Viswanath Satish E, Tiwari Pallavi, Lee George, Madabhushi Anant
Department of Biomedical Engineering, Case Western Reserve University, 10900 Euclid Ave, Wickenden 523, Cleveland, OH, USA.
BMC Med Imaging. 2017 Jan 5;17(1):2. doi: 10.1186/s12880-016-0172-6.
With a wide array of multi-modal, multi-protocol, and multi-scale biomedical data being routinely acquired for disease characterization, there is a pressing need for quantitative tools to combine these varied channels of information. The goal of these integrated predictors is to combine these varied sources of information, while improving on the predictive ability of any individual modality. A number of application-specific data fusion methods have been previously proposed in the literature which have attempted to reconcile the differences in dimensionalities and length scales across different modalities. Our objective in this paper was to help identify metholodological choices that need to be made in order to build a data fusion technique, as it is not always clear which strategy is optimal for a particular problem. As a comprehensive review of all possible data fusion methods was outside the scope of this paper, we have focused on fusion approaches that employ dimensionality reduction (DR).

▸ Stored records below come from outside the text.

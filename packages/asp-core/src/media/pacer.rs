//! Playout pacer / jitter buffer (§4.5).
//!
//! Outbound audio must reach the telephony leg at real-time cadence: one
//! frame per `frame_ms` of wall clock, regardless of how bursty the
//! server's delivery is. Inbound frames are queued in a small jitter
//! buffer; underrun injects comfort silence, overflow drops the oldest
//! frame and reports `Backpressure`.

use std::collections::VecDeque;
use std::sync::Arc;
use std::time::Duration;

use bytes::Bytes;
use parking_lot::Mutex;
use tokio::time::MissedTickBehavior;
use tokio_util::sync::CancellationToken;

use crate::audio::AudioFormat;
use crate::events::{BackpressureEvent, EventEmitter};
use crate::media::channel::MediaChannel;
use crate::protocol_constants::{JITTER_BUFFER_MAX_FRAMES, JITTER_BUFFER_TARGET_FRAMES};

/// A small FIFO of pending outbound frames, bounded at `max_frames`.
pub struct JitterBuffer {
    queue: VecDeque<Bytes>,
    max_frames: usize,
}

impl JitterBuffer {
    pub fn new(max_frames: usize) -> Self {
        Self {
            queue: VecDeque::new(),
            max_frames,
        }
    }

    /// Pushes a frame, dropping the oldest if the buffer is already full.
    /// Returns `true` if a drop occurred.
    pub fn push(&mut self, frame: Bytes) -> bool {
        let dropped = if self.queue.len() >= self.max_frames {
            self.queue.pop_front();
            true
        } else {
            false
        };
        self.queue.push_back(frame);
        dropped
    }

    pub fn pop(&mut self) -> Option<Bytes> {
        self.queue.pop_front()
    }

    pub fn len(&self) -> usize {
        self.queue.len()
    }

    pub fn is_empty(&self) -> bool {
        self.queue.is_empty()
    }

    pub fn is_under_target(&self, target_frames: usize) -> bool {
        self.queue.len() < target_frames
    }

    /// Drops every queued frame at once (barge-in flush, §4.5 step 1).
    pub fn clear(&mut self) -> usize {
        let n = self.queue.len();
        self.queue.clear();
        n
    }
}

/// Drives a [`JitterBuffer`] onto a [`MediaChannel`] at fixed real-time
/// cadence, injecting silence on underrun.
pub struct PlayoutPacer {
    buffer: Arc<Mutex<JitterBuffer>>,
    format: AudioFormat,
}

impl PlayoutPacer {
    pub fn new(format: AudioFormat) -> Self {
        Self {
            buffer: Arc::new(Mutex::new(JitterBuffer::new(JITTER_BUFFER_MAX_FRAMES))),
            format,
        }
    }

    pub fn buffer(&self) -> Arc<Mutex<JitterBuffer>> {
        Arc::clone(&self.buffer)
    }

    /// Enqueues a frame received from the server for eventual playout.
    /// Returns `true` if the buffer overflowed and dropped the oldest frame.
    pub fn enqueue(&self, frame: Bytes) -> bool {
        self.buffer.lock().push(frame)
    }

    /// Clears all pending frames (barge-in flush).
    pub fn flush(&self) -> usize {
        self.buffer.lock().clear()
    }

    /// Runs the real-time delivery loop until cancelled. One tick per
    /// `frame_ms`; `MissedTickBehavior::Burst` catches the pacer up after a
    /// scheduling stall rather than permanently drifting.
    pub async fn run(
        &self,
        session_id: &str,
        channel: &dyn MediaChannel,
        emitter: &dyn EventEmitter,
        cancel: CancellationToken,
    ) {
        let mut interval = tokio::time::interval(Duration::from_millis(self.format.frame_ms as u64));
        interval.set_missed_tick_behavior(MissedTickBehavior::Burst);

        loop {
            tokio::select! {
                _ = cancel.cancelled() => break,
                _ = interval.tick() => {
                    let (frame, underran) = {
                        let mut buf = self.buffer.lock();
                        match buf.pop() {
                            Some(frame) => (frame, false),
                            None => (self.format.silence_frame(), true),
                        }
                    };

                    if underran {
                        emitter.emit_backpressure(BackpressureEvent::JitterBufferUnderrun {
                            session_id: session_id.to_string(),
                            timestamp: 0,
                        });
                    }

                    if let Err(e) = channel.write_frame(frame).await {
                        log::warn!("[Pacer] write_frame failed: {}", e);
                    }
                }
            }
        }
    }

    pub fn target_frames(&self) -> usize {
        JITTER_BUFFER_TARGET_FRAMES
    }
}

In this work, we quantitatively evaluate 4 non-overlapping existing instantiations of DR-based data fusion, within 3 different biomedical applications comprising over 100 studies. These instantiations utilized different knowledge representation and knowledge fusion methods, allowing us to examine the interplay of these modules in the context of data fusion. The use cases considered in this work involve the integration of (a) radiomics features from T2w MRI with peak area features from MR spectroscopy for identification of prostate cancer in vivo, (b) histomorphometric features (quantitative features extracted from histopathology) with protein mass spectrometry features for predicting 5 year biochemical recurrence in prostate cancer patients, and (c) volumetric measurements on T1w MRI with protein expression features to discriminate between patients with and without Alzheimers' Disease.
Our preliminary results in these specific use cases indicated that the use of kernel representations in conjunction with DR-based fusion may be most effective, as a weighted multi-kernel-based DR approach resulted in the highest area under the ROC curve of over 0.8. By contrast non-optimized DR-based representation and fusion methods yielded the worst predictive performance across all 3 applications. Our results suggest that when the individual modalities demonstrate relatively poor discriminability, many of the data fusion methods may not yield accurate, discriminatory representations either. In summary, to outperform the predictive ability of individual modalities, methodological choices for data fusion must explicitly account for the sparsity of and noise in the feature space.
随着用于疾病特征描述的多模态、多协议和多尺度生物医学数据不断被常规获取,迫切需要定量工具来整合这些多样的信息渠道。这些集成预测器的目标是整合这些多样的信息源,同时提高任何单一模态的预测能力。文献中先前已经提出了许多特定应用的数据融合方法,这些方法试图协调不同模态之间维度和长度尺度的差异。我们在本文中的目标是帮助确定构建数据融合技术时需要做出的方法选择,因为对于特定问题哪种策略最优并不总是清晰的。由于全面回顾所有可能的数据融合方法超出了本文的范围,我们专注于采用降维(DR)的融合方法。
在这项工作中,我们在包含超过100项研究的3种不同生物医学应用中,对基于DR的数据融合的4种不重叠的现有实例进行了定量评估。这些实例利用了不同的知识表示和知识融合方法,使我们能够在数据融合的背景下研究这些模块之间的相互作用。这项工作中考虑的用例包括:(a)将T2加权磁共振成像(MRI)的影像组学特征与磁共振波谱的峰面积特征相结合,用于体内前列腺癌的识别;(b)组织形态计量学特征(从组织病理学中提取的定量特征)与蛋白质质谱特征相结合,用于预测前列腺癌患者的5年生化复发;(c)T1加权MRI的体积测量与蛋白质表达特征相结合,以区分患有和未患有阿尔茨海默病的患者。
我们在这些特定用例中的初步结果表明,将核表示与基于DR的融合结合使用可能是最有效的,因为基于加权多核的DR方法在ROC曲线下面积方面表现最佳,超过了0.8。相比之下,未优化的基于DR的表示和融合方法在所有3种应用中产生了最差的预测性能。我们的结果表明,当各个模态的可区分性相对较差时,许多数据融合方法可能也无法产生准确的、有区分性的表示。总之,为了超越单个模态的预测能力,数据融合的方法选择必须明确考虑特征空间的稀疏性和噪声。